***** RECORDS SUPPLIED

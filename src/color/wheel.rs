use crate::color::{BLACK, Rgbw, rgbw};

/// Number of positions in one wheel segment
const SEGMENT: i32 = 85;

/// Color wheel position to color
///
/// The wheel cycles red → green → blue → red over positions `0..=255`,
/// interpolating linearly inside each of the three segments. The white
/// channel is always off. Positions outside of the wheel are black.
#[allow(clippy::cast_possible_truncation, clippy::cast_sign_loss)]
pub const fn wheel(pos: i32) -> Rgbw {
    if pos < 0 || pos > 255 {
        return BLACK;
    }
    if pos < SEGMENT {
        let rising = (pos * 3) as u8;
        return rgbw(255 - rising, rising, 0, 0);
    }
    if pos < SEGMENT * 2 {
        let rising = ((pos - SEGMENT) * 3) as u8;
        return rgbw(0, 255 - rising, rising, 0);
    }
    let rising = ((pos - SEGMENT * 2) * 3) as u8;
    rgbw(rising, 0, 255 - rising, 0)
}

**********

→ ACTION ITEM
Nothing but the lines from the one holding "segments. The white" to the end of the entries should be returned, each exactly as it stands.

→ EXPECTED ANSWER
/// interpolating linearly inside each of the three segments. The white
/// channel is always off. Positions outside of the wheel are black.
#[allow(clippy::cast_possible_truncation, clippy::cast_sign_loss)]
pub const fn wheel(pos: i32) -> Rgbw {
    if pos < 0 || pos > 255 {
        return BLACK;
    }
    if pos < SEGMENT {
        let rising = (pos * 3) as u8;
        return rgbw(255 - rising, rising, 0, 0);
    }
    if pos < SEGMENT * 2 {
        let rising = ((pos - SEGMENT) * 3) as u8;
        return rgbw(0, 255 - rising, rising, 0);
    }
    let rising = ((pos - SEGMENT * 2) * 3) as u8;
    rgbw(rising, 0, 255 - rising, 0)
}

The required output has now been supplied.